Saved data entries:

###

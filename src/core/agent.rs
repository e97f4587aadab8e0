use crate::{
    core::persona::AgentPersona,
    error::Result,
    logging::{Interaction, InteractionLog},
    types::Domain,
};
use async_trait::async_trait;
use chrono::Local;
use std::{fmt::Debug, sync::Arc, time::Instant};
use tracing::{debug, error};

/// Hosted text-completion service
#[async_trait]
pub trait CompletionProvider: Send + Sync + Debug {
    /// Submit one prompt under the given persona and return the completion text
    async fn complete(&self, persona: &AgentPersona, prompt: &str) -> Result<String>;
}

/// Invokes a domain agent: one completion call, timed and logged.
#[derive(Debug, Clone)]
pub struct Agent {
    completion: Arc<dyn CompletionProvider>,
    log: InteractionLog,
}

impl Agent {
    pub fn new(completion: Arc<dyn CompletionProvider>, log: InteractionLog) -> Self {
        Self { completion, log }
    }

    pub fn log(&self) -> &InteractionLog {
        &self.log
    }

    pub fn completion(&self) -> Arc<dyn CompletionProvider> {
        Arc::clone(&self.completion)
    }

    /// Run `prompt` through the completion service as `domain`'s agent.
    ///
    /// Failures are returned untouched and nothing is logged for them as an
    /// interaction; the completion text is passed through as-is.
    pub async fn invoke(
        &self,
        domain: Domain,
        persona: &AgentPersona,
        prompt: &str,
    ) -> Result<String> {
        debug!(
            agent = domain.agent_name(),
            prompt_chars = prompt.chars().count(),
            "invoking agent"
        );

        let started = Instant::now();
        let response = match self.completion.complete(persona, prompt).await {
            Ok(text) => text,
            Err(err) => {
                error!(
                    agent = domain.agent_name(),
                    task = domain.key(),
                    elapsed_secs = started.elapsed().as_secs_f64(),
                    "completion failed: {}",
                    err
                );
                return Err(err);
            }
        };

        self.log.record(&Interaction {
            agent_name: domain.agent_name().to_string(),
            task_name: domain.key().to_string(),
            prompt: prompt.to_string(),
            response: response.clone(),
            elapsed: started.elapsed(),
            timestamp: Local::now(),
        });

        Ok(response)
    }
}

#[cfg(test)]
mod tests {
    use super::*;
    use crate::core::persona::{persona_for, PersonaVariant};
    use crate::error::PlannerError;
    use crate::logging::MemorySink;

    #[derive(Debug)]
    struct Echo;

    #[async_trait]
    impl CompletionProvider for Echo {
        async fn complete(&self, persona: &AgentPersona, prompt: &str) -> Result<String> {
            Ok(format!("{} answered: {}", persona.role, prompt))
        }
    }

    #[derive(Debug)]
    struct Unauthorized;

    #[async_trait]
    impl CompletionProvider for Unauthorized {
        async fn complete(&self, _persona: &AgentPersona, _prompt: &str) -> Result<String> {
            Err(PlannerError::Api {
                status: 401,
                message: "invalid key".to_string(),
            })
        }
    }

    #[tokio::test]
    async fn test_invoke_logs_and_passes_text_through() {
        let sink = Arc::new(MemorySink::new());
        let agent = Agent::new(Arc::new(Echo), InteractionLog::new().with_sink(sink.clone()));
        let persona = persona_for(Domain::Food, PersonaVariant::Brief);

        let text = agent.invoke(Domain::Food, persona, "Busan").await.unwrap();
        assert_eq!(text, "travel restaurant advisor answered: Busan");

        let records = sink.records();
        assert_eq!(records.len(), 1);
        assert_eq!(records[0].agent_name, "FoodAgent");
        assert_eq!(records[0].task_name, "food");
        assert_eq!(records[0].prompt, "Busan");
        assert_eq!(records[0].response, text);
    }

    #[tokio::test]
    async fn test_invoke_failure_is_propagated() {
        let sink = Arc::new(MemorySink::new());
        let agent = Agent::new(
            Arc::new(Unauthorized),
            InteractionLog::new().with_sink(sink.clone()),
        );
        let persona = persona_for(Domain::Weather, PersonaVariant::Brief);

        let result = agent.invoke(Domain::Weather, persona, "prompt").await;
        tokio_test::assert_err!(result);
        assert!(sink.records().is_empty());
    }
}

###

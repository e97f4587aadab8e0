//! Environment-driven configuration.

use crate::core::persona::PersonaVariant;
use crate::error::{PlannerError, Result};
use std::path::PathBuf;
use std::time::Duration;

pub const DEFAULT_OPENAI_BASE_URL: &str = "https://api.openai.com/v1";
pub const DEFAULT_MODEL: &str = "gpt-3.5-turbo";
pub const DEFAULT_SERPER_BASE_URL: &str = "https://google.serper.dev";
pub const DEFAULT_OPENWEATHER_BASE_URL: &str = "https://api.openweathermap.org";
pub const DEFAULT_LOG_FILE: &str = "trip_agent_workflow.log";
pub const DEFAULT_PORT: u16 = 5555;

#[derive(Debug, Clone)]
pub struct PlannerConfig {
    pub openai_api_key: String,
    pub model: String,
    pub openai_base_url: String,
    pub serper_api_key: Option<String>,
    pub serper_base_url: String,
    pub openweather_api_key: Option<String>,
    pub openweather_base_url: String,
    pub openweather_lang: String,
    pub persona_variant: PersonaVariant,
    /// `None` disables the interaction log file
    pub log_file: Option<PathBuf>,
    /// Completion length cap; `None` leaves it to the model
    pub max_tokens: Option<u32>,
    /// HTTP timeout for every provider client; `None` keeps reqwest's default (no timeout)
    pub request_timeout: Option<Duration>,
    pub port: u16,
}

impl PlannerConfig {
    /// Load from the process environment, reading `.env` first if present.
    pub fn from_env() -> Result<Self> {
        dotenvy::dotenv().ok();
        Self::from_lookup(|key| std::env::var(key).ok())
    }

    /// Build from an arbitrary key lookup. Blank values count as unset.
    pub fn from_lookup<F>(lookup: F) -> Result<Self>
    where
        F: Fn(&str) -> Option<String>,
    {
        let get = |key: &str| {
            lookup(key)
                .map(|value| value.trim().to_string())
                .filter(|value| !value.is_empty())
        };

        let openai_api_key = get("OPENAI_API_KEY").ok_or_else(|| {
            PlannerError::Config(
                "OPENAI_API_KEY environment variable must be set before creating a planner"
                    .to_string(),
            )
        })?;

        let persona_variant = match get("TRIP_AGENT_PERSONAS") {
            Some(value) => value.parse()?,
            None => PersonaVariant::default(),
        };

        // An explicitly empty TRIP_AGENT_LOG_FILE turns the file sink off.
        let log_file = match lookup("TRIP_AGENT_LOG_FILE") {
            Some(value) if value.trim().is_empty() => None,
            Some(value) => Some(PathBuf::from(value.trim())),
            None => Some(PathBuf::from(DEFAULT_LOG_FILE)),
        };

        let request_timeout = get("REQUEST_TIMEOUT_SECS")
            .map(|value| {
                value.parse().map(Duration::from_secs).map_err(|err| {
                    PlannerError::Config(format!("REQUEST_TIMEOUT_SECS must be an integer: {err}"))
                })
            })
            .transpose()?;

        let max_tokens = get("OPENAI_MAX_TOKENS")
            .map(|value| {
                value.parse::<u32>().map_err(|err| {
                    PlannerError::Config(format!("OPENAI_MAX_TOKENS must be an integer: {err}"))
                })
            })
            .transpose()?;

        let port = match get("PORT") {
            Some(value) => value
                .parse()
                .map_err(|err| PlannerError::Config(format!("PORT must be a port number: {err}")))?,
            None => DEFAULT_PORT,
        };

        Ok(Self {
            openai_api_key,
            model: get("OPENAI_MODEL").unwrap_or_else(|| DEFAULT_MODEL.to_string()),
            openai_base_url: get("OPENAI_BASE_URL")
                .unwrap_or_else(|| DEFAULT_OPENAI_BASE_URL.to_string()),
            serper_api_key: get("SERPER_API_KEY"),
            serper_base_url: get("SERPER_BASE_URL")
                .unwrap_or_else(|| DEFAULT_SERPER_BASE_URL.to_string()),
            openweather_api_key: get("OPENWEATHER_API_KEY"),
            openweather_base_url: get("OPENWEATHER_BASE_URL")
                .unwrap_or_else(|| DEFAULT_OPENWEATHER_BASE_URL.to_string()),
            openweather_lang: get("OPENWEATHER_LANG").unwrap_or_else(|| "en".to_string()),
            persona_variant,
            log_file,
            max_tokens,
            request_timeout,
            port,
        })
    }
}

###

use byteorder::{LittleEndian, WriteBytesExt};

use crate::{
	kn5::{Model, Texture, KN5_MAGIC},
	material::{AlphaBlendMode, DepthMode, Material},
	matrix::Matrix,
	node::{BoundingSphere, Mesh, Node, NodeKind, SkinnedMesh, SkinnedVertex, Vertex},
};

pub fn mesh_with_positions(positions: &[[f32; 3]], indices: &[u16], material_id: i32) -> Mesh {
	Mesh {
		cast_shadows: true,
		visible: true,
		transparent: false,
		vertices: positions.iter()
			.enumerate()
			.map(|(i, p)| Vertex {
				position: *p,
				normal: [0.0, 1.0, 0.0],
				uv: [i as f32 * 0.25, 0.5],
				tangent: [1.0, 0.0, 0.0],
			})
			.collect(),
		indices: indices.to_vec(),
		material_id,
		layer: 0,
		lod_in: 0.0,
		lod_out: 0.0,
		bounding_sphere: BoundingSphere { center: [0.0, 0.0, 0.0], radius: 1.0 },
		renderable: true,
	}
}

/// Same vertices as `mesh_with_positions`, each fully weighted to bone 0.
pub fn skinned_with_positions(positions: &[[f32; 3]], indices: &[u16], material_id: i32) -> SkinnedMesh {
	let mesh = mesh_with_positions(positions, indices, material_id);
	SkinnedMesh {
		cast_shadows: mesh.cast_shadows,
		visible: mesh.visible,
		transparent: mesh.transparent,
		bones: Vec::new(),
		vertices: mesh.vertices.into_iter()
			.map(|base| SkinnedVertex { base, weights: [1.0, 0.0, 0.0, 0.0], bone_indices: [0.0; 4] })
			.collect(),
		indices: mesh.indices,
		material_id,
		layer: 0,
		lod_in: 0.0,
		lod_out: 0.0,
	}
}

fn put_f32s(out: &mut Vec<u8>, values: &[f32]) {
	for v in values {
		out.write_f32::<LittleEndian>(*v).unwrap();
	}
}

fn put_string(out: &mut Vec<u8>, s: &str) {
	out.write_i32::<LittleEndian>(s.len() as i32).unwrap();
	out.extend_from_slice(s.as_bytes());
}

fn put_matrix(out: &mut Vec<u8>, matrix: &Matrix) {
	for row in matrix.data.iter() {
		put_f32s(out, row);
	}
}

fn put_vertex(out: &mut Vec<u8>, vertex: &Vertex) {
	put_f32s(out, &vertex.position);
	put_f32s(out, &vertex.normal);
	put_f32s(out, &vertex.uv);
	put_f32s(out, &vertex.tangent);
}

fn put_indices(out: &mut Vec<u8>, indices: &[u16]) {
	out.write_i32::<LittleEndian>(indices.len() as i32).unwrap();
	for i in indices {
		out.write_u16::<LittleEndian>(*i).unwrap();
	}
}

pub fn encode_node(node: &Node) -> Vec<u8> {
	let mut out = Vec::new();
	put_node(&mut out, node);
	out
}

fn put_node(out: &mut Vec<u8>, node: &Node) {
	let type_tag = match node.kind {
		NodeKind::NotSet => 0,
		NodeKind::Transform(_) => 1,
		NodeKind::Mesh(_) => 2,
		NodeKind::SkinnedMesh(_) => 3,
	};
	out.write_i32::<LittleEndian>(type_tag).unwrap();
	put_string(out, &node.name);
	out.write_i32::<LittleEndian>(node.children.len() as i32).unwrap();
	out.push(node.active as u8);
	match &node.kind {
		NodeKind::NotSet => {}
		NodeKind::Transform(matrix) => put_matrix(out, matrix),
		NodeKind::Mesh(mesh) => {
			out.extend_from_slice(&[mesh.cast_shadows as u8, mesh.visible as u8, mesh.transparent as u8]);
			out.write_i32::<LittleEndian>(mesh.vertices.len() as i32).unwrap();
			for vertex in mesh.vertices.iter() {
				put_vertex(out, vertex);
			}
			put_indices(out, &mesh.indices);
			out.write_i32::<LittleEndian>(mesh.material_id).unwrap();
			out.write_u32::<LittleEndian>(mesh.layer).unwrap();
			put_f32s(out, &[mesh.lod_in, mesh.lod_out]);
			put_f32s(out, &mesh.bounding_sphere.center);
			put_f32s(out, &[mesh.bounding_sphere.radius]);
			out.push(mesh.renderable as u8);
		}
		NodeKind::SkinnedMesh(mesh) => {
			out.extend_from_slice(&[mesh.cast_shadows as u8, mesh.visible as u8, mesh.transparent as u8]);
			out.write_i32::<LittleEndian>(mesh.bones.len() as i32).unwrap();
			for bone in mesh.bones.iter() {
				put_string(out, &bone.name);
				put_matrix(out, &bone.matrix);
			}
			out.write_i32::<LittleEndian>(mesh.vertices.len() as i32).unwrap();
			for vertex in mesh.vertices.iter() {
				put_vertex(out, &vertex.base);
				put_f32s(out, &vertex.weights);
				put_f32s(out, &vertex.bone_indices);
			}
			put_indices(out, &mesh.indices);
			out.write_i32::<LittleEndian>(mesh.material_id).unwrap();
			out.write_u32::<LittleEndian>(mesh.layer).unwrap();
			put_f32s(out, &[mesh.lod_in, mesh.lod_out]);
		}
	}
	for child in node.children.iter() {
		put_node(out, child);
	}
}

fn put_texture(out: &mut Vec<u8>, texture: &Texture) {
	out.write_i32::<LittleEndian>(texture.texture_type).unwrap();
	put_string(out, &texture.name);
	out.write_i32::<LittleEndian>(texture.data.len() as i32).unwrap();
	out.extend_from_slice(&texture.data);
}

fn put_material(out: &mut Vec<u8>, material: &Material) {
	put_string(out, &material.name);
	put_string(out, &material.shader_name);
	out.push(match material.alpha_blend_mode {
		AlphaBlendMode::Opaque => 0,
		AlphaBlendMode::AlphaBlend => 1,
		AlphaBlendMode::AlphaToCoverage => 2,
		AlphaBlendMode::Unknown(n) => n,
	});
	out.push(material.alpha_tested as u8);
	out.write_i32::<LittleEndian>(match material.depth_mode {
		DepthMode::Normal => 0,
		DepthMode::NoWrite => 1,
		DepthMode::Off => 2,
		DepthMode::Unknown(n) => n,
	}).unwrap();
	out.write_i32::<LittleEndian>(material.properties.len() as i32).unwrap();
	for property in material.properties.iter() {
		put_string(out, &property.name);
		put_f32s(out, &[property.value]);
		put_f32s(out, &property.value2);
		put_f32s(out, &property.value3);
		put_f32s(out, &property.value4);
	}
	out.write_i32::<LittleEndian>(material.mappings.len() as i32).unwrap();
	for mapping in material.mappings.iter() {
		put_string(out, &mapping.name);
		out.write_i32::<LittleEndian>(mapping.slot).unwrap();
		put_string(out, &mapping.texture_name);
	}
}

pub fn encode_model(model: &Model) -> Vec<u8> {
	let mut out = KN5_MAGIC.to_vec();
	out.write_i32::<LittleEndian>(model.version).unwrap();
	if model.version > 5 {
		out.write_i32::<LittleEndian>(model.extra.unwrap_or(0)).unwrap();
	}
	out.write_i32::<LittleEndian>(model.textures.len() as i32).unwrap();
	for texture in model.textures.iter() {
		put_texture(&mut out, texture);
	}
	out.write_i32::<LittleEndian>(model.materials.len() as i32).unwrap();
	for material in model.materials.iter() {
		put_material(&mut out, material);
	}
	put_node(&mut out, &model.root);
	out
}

###

EXERCISE AIM - Out of the data above, transcribe exactly and only the lines starting with the line that has "vertices: positions.iter()" and going on through the line that has "let type_tag = match", both included.

TASK RESPONSE -
		vertices: positions.iter()
			.enumerate()
			.map(|(i, p)| Vertex {
				position: *p,
				normal: [0.0, 1.0, 0.0],
				uv: [i as f32 * 0.25, 0.5],
				tangent: [1.0, 0.0, 0.0],
			})
			.collect(),
		indices: indices.to_vec(),
		material_id,
		layer: 0,
		lod_in: 0.0,
		lod_out: 0.0,
		bounding_sphere: BoundingSphere { center: [0.0, 0.0, 0.0], radius: 1.0 },
		renderable: true,
	}
}

/// Same vertices as `mesh_with_positions`, each fully weighted to bone 0.
pub fn skinned_with_positions(positions: &[[f32; 3]], indices: &[u16], material_id: i32) -> SkinnedMesh {
	let mesh = mesh_with_positions(positions, indices, material_id);
	SkinnedMesh {
		cast_shadows: mesh.cast_shadows,
		visible: mesh.visible,
		transparent: mesh.transparent,
		bones: Vec::new(),
		vertices: mesh.vertices.into_iter()
			.map(|base| SkinnedVertex { base, weights: [1.0, 0.0, 0.0, 0.0], bone_indices: [0.0; 4] })
			.collect(),
		indices: mesh.indices,
		material_id,
		layer: 0,
		lod_in: 0.0,
		lod_out: 0.0,
	}
}

fn put_f32s(out: &mut Vec<u8>, values: &[f32]) {
	for v in values {
		out.write_f32::<LittleEndian>(*v).unwrap();
	}
}

fn put_string(out: &mut Vec<u8>, s: &str) {
	out.write_i32::<LittleEndian>(s.len() as i32).unwrap();
	out.extend_from_slice(s.as_bytes());
}

fn put_matrix(out: &mut Vec<u8>, matrix: &Matrix) {
	for row in matrix.data.iter() {
		put_f32s(out, row);
	}
}

fn put_vertex(out: &mut Vec<u8>, vertex: &Vertex) {
	put_f32s(out, &vertex.position);
	put_f32s(out, &vertex.normal);
	put_f32s(out, &vertex.uv);
	put_f32s(out, &vertex.tangent);
}

fn put_indices(out: &mut Vec<u8>, indices: &[u16]) {
	out.write_i32::<LittleEndian>(indices.len() as i32).unwrap();
	for i in indices {
		out.write_u16::<LittleEndian>(*i).unwrap();
	}
}

pub fn encode_node(node: &Node) -> Vec<u8> {
	let mut out = Vec::new();
	put_node(&mut out, node);
	out
}

fn put_node(out: &mut Vec<u8>, node: &Node) {
	let type_tag = match node.kind {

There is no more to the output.